Eigentlich war für diesen Sonntagabend in den Kammerspielen des Staatstheaters Darmstadt der schaurige, politisch inkorrekte „Shockheaded Pater“, zu deutsch „Struwwelpeter“, angekündigt. Die erwartungsfroh eintrudelnden Besucher, ersichtlich als Kinder noch mit dem guten alten Buch des Frankfurter Arztes gefüttert, sahen sich mit einer krankheitsbedingten Absage konfrontiert. Wer wollte, konnte sich stattdessen die kürzestfristig angesetzte Ersatzveranstaltung „Cat Person. Storys“(sic!) anschauen, und dazu entschlossen sich dann doch nicht wenige.
Die Bühne war nur mit einem Tisch mit Requisiten und Stuhl sowie einem alten Ohrensessel drapiert, und dann erschien die Schauspielerin Edda Wiersch, Mitglied des „Shockheaded Peter“-Ensembles, und kündigte mit launigen Worten eine Einfrau-Veranstaltung mit ihrer Lesung von Kurzgeschichten der US-Amerikanerin Kristen Roupenian unter dem oben erwähnten Titel an.
Und schon ging es los: im großväterlichen Ohrensessel sitzend las sie eine Geschichte, die ein Großvater alter Couleur so seinen Enkeln nicht vorgelesen hätte.

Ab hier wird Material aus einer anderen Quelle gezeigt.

//! CLI tool for deploying and driving the Badger yield source.

use badger_yield_source::sett::Sett;
use badger_yield_source::token::Erc20Mock;
use badger_yield_source::yield_source::BadgerYieldSource;
use odra::casper_types::U256;
use odra::host::HostEnv;
use odra::prelude::{Address, Addressable};
use odra::schema::casper_contract_schema::NamedCLType;
use odra_cli::{
    deploy::DeployScript,
    scenario::{Args, Error, Scenario, ScenarioMetadata},
    CommandArg, ContractProvider, DeployedContractsContainer, DeployerExt,
    OdraCli,
};

const TOKEN_DEPLOY_GAS: u64 = 300_000_000_000;
const SETT_DEPLOY_GAS: u64 = 400_000_000_000;
const YIELD_SOURCE_DEPLOY_GAS: u64 = 300_000_000_000;
const CALL_GAS: u64 = 50_000_000_000;

/// Deploys the mock underlying token ("Badger" / "BADGER").
pub struct TokenDeployScript;

impl DeployScript for TokenDeployScript {
    fn deploy(
        &self,
        env: &HostEnv,
        container: &mut DeployedContractsContainer
    ) -> Result<(), odra_cli::deploy::Error> {
        use badger_yield_source::token::Erc20MockInitArgs;

        let _badger = Erc20Mock::load_or_deploy(
            &env,
            Erc20MockInitArgs {
                name: String::from("Badger"),
                symbol: String::from("BADGER"),
            },
            container,
            TOKEN_DEPLOY_GAS
        )?;

        Ok(())
    }
}

/// Deploys a Sett over the deployed token.
/// The deployer becomes governance and guardian; the Sett starts paused.
pub struct SettDeployScript;

impl DeployScript for SettDeployScript {
    fn deploy(
        &self,
        env: &HostEnv,
        container: &mut DeployedContractsContainer
    ) -> Result<(), odra_cli::deploy::Error> {
        use badger_yield_source::sett::vault::SettInitArgs;

        let badger = container.contract_ref::<Erc20Mock>(env)?;
        let deployer = env.caller();

        let _sett = Sett::load_or_deploy(
            &env,
            SettInitArgs {
                token: badger.address().clone(),
                governance: deployer,
                guardian: deployer,
            },
            container,
            SETT_DEPLOY_GAS
        )?;

        Ok(())
    }
}

/// Deploys the yield source bound to the deployed Sett and token.
pub struct YieldSourceDeployScript;

impl DeployScript for YieldSourceDeployScript {
    fn deploy(
        &self,
        env: &HostEnv,
        container: &mut DeployedContractsContainer
    ) -> Result<(), odra_cli::deploy::Error> {
        use badger_yield_source::yield_source::badger_yield_source::BadgerYieldSourceInitArgs;

        let badger = container.contract_ref::<Erc20Mock>(env)?;
        let sett = container.contract_ref::<Sett>(env)?;

        let _yield_source = BadgerYieldSource::load_or_deploy(
            &env,
            BadgerYieldSourceInitArgs {
                sett: sett.address().clone(),
                token: badger.address().clone(),
            },
            container,
            YIELD_SOURCE_DEPLOY_GAS
        )?;

        Ok(())
    }
}

/// Deploys token, Sett and yield source in order, then unpauses the Sett
/// and grants the yield source contract access.
pub struct LocalStackDeployScript;

impl DeployScript for LocalStackDeployScript {
    fn deploy(
        &self,
        env: &HostEnv,
        container: &mut DeployedContractsContainer
    ) -> Result<(), odra_cli::deploy::Error> {
        TokenDeployScript.deploy(env, container)?;
        SettDeployScript.deploy(env, container)?;
        YieldSourceDeployScript.deploy(env, container)?;

        let mut sett = container.contract_ref::<Sett>(env)?;
        let yield_source = container.contract_ref::<BadgerYieldSource>(env)?;

        if sett.is_paused() {
            env.set_gas(CALL_GAS);
            sett.unpause();
        }
        if !sett.is_approved(yield_source.address().clone()) {
            env.set_gas(CALL_GAS);
            sett.approve_contract_access(yield_source.address().clone());
        }

        Ok(())
    }
}

/// Unpauses the Sett and grants the yield source contract access.
pub struct ActivateSettScenario;

impl Scenario for ActivateSettScenario {
    fn args(&self) -> Vec<CommandArg> {
        vec![]
    }

    fn run(
        &self,
        env: &HostEnv,
        container: &DeployedContractsContainer,
        _args: Args
    ) -> Result<(), Error> {
        let mut sett = container.contract_ref::<Sett>(env)?;
        let yield_source = container.contract_ref::<BadgerYieldSource>(env)?;

        env.set_gas(CALL_GAS);
        if sett.is_paused() {
            sett.try_unpause()?;
        }
        env.set_gas(CALL_GAS);
        sett.try_approve_contract_access(yield_source.address().clone())?;

        println!("Sett unpaused, yield source approved");
        Ok(())
    }
}

impl ScenarioMetadata for ActivateSettScenario {
    const NAME: &'static str = "activate-sett";
    const DESCRIPTION: &'static str = "Unpauses the Sett and approves the yield source";
}

/// Grants contract access on the Sett to an arbitrary contract.
pub struct ApproveContractAccessScenario;

impl Scenario for ApproveContractAccessScenario {
    fn args(&self) -> Vec<CommandArg> {
        vec![CommandArg::new(
            "account",
            "Contract to approve on the Sett",
            NamedCLType::Key,
        )]
    }

    fn run(
        &self,
        env: &HostEnv,
        container: &DeployedContractsContainer,
        args: Args
    ) -> Result<(), Error> {
        let mut sett = container.contract_ref::<Sett>(env)?;
        let account = args.get_single::<Address>("account")?;

        env.set_gas(CALL_GAS);
        sett.try_approve_contract_access(account)?;

        println!("Contract access approved");
        Ok(())
    }
}

impl ScenarioMetadata for ApproveContractAccessScenario {
    const NAME: &'static str = "approve-contract-access";
    const DESCRIPTION: &'static str = "Approves a contract to deposit into the Sett";
}

/// Mints test tokens to the caller.
pub struct MintScenario;

impl Scenario for MintScenario {
    fn args(&self) -> Vec<CommandArg> {
        vec![CommandArg::new(
            "amount",
            "Amount of underlying to mint to the caller",
            NamedCLType::U256,
        )]
    }

    fn run(
        &self,
        env: &HostEnv,
        container: &DeployedContractsContainer,
        args: Args
    ) -> Result<(), Error> {
        let mut badger = container.contract_ref::<Erc20Mock>(env)?;
        let amount = args.get_single::<U256>("amount")?;

        env.set_gas(CALL_GAS);
        badger.try_mint(env.caller(), amount)?;

        println!("Minted {} BADGER", amount);
        Ok(())
    }
}

impl ScenarioMetadata for MintScenario {
    const NAME: &'static str = "mint";
    const DESCRIPTION: &'static str = "Mints mock underlying tokens to the caller";
}

/// Approves and supplies underlying to the yield source.
pub struct SupplyScenario;

impl Scenario for SupplyScenario {
    fn args(&self) -> Vec<CommandArg> {
        vec![CommandArg::new(
            "amount",
            "Amount of underlying to supply",
            NamedCLType::U256,
        )]
    }

    fn run(
        &self,
        env: &HostEnv,
        container: &DeployedContractsContainer,
        args: Args
    ) -> Result<(), Error> {
        let mut badger = container.contract_ref::<Erc20Mock>(env)?;
        let mut yield_source = container.contract_ref::<BadgerYieldSource>(env)?;
        let amount = args.get_single::<U256>("amount")?;
        let caller = env.caller();

        env.set_gas(CALL_GAS);
        badger.try_approve(yield_source.address().clone(), amount)?;
        env.set_gas(CALL_GAS);
        yield_source.try_supply_token_to(amount, caller)?;

        println!("Supplied {} BADGER", amount);
        Ok(())
    }
}

impl ScenarioMetadata for SupplyScenario {
    const NAME: &'static str = "supply";
    const DESCRIPTION: &'static str = "Supplies underlying to the yield source";
}

/// Redeems underlying from the yield source.
pub struct RedeemScenario;

impl Scenario for RedeemScenario {
    fn args(&self) -> Vec<CommandArg> {
        vec![CommandArg::new(
            "amount",
            "Amount of underlying to redeem",
            NamedCLType::U256,
        )]
    }

    fn run(
        &self,
        env: &HostEnv,
        container: &DeployedContractsContainer,
        args: Args
    ) -> Result<(), Error> {
        let mut yield_source = container.contract_ref::<BadgerYieldSource>(env)?;
        let amount = args.get_single::<U256>("amount")?;

        env.set_gas(CALL_GAS);
        let redeemed = yield_source.try_redeem_token(amount)?;

        println!("Redeemed {} BADGER", redeemed);
        Ok(())
    }
}

impl ScenarioMetadata for RedeemScenario {
    const NAME: &'static str = "redeem";
    const DESCRIPTION: &'static str = "Redeems underlying from the yield source";
}

/// Prints the yield source position.
pub struct BalancesScenario;

impl Scenario for BalancesScenario {
    fn args(&self) -> Vec<CommandArg> {
        vec![]
    }

    fn run(
        &self,
        env: &HostEnv,
        container: &DeployedContractsContainer,
        _args: Args
    ) -> Result<(), Error> {
        let yield_source = container.contract_ref::<BadgerYieldSource>(env)?;
        let sett = container.contract_ref::<Sett>(env)?;
        let caller = env.caller();

        println!("yield source: {:?}", yield_source.address());
        println!("sett shares:  {}", yield_source.balance_of(caller));
        println!("token value:  {}", yield_source.balance_of_token(caller));
        println!("share price:  {}", sett.get_price_per_full_share());
        Ok(())
    }
}

impl ScenarioMetadata for BalancesScenario {
    const NAME: &'static str = "balances";
    const DESCRIPTION: &'static str = "Prints the yield source's Sett position";
}

/// Main function to run the CLI tool.
pub fn main() {
    OdraCli::new()
        .about("CLI tool for the Badger yield source")
        // Deploy scripts
        .deploy(TokenDeployScript)
        .deploy(SettDeployScript)
        .deploy(YieldSourceDeployScript)
        .deploy(LocalStackDeployScript)
        // Contract references
        .contract::<Erc20Mock>()
        .contract::<Sett>()
        .contract::<BadgerYieldSource>()
        // Scenarios
        .scenario(ActivateSettScenario)
        .scenario(ApproveContractAccessScenario)
        .scenario(MintScenario)
        .scenario(SupplyScenario)
        .scenario(RedeemScenario)
        .scenario(BalancesScenario)
        .build()
        .run();
}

Eine junge Frau lernt einen etwas älteren Mann kennen, geht mit ihm aus und landet im Bett. Doch die Nacht endet mehr als ernüchternd, wenn auch Befürchtungen einer Vergewaltigung mit anschließendem Mord eher der banalen Realität einer erotisch völlig missglückten Nacht weichen. Anschließend hat sie praktische und moralische Probleme, die enttäuschende „One Night“-Beziehung zu beenden. Das Ganze ist in seiner erotischen Tolpatschigkeit teils ernüchternd, teils banal, teils sogar komisch, und bringt letztlich die schwierige Rolle der Frau in diesem brisanten Beziehungsumfeld treffend zum Ausdruck. Edda Wiersch las das Ganze mit einem nicht zu verkennenden sarkastischen Unterton, der sich nur mühsam hinter vorgetäuschter Naivität verbarg.
Nach einer auflockernden Gesangseinlage folgte als Gegenstück ein modernes Märchen, deutlich angelehnt an Pucchinis gerade in Darmstadt laufende Oper „Turandot“. Doch hier heiratet die Prinzessin auf Druck der Eltern einen der Verehrer, träumt aber weiterhin von dem Richtigen, nicht unter den Verehrern ausgemachten, steigert sich trotz Kindern und Königskrone in den ultimativen Liebhaber hinein, vermutet ihn in einer seltsamen Figur, verliert dabei ihre geistige Gesundheit, bringt schließlich – in Verwirrung oder aus Rache? – ihren Königsmann um, wird selbst Königin und stirbt irgendwann im Alter der britischen Queen. Ganz klar wurde die Aussage dieses ausgedehnten Märchens nicht, es sei denn, dass die Frau sich für all die Zuschreibungen und Zumutungen unter Verachtung aller Regeln und Konventionen rächt. Edda Wiersch las auch diese schräge Geschichte mit dem Unterton der abendlichen Kinderstunde und bebilderte das Ganze mit Playmobilfiguren und einem Playmobil-Schloss auf dem Tischchen, wobei sie die umgebrachten Figuren einfach umschnippte.
Nach einer weiteren, über die Liebe klagenden Gesangsdarbietung erzählte sie die letzte Kurzgeschichte nur frei aus der Erinnerung in Kurzform. Eine beißlustige Frau gewöhnt sich diese Unsitte zwar ab, aber bei einem sexuell übergriffigen Mann setzt sie sie spontan wieder ein, erntet begeistertes Lob von anderen Frauen ob ihrer Rache an diesem fiesen Typ und macht diesen Handlungstyp anschließend zu ihrem Markenzeichen bei dem Gang durch verschiedene Firmen.
Die Botschaft dieses Abends war klar: die Frauen wehren sich gegen übergriffige oder fremdbestimmende Männer mit allen Mitteln und werden das mit entsprechender Beißlust auch künftig tun. Wir werden in den kommenden Wochen die Nachfrage nach Maulkörben genau verfolgen.
Viel Beifall für Edda Wiersch, übrigens auch von den Männern, soweit das im Dunkel der Kammerspiele festzustellen war.